- **Your objective**:
Please find every line in the records below that contains the word "static", and copy it.

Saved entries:

Segment Open

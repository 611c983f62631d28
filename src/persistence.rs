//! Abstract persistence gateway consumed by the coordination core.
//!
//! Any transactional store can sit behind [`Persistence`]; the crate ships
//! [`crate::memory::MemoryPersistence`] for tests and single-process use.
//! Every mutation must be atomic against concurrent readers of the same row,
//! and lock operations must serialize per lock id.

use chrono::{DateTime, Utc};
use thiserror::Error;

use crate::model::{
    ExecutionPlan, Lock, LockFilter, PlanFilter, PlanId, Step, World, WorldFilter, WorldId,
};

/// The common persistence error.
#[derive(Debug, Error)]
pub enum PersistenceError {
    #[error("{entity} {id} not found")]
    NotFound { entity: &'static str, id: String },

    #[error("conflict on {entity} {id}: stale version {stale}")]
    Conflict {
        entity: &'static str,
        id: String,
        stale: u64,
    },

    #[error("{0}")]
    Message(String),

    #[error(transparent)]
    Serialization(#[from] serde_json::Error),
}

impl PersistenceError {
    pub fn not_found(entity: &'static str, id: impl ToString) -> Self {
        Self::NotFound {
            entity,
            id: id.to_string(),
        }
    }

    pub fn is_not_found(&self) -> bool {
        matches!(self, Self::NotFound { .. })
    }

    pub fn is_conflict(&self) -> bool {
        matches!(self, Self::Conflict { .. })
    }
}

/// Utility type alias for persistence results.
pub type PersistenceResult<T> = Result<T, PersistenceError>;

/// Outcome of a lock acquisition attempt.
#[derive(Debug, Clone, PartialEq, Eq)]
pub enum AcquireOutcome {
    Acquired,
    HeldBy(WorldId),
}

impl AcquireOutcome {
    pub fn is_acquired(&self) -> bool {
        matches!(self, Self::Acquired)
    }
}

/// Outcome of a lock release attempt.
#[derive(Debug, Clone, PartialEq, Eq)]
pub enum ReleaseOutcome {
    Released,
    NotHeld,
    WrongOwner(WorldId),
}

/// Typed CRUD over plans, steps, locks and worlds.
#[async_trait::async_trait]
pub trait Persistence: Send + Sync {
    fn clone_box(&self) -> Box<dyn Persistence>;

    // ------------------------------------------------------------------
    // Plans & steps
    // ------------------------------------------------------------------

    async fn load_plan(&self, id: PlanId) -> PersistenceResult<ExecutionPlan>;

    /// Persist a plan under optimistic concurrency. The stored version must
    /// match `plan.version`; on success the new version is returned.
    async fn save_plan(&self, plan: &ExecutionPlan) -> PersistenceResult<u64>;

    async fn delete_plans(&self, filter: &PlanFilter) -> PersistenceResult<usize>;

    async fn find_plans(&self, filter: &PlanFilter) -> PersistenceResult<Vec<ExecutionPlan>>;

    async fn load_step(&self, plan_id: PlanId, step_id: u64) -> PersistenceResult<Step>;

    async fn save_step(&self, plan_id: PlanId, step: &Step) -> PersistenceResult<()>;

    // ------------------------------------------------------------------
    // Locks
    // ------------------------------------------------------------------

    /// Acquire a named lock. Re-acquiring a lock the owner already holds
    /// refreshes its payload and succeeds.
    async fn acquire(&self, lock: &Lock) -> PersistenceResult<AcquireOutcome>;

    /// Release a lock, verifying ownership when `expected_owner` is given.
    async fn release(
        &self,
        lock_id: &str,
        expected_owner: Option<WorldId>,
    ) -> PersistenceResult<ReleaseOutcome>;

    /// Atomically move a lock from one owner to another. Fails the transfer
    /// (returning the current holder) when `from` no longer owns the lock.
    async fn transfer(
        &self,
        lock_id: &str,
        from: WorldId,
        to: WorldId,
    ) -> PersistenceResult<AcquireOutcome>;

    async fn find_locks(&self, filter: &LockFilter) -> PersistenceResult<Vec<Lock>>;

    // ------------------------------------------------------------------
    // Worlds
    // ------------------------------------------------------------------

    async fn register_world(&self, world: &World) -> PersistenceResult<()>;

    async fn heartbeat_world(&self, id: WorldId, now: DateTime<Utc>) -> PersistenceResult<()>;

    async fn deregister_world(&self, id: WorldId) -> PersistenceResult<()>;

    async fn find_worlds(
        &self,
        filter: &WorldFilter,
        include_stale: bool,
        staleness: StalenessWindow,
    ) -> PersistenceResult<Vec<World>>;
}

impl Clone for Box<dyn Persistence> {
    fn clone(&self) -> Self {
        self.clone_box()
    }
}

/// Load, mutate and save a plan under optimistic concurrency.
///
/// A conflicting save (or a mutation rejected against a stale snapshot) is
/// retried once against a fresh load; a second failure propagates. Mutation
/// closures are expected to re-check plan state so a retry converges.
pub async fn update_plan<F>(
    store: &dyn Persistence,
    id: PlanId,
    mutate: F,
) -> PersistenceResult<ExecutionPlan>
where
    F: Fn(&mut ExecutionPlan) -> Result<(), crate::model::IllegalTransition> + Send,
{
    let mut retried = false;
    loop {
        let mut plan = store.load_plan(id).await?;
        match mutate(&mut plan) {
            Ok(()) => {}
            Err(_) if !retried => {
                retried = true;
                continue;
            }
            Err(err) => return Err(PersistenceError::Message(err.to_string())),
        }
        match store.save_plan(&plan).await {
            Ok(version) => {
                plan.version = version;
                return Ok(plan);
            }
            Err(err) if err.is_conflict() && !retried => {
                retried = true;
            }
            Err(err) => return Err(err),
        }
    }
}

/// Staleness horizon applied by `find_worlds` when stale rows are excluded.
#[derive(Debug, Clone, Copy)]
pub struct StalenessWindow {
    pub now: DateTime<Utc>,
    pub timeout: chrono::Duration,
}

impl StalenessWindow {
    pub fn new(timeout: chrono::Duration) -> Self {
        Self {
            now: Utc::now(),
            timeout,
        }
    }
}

Segment Closed

- **Exercise answer**:
    NotFound { entity: &'static str, id: String },
        entity: &'static str,
    pub fn not_found(entity: &'static str, id: impl ToString) -> Self {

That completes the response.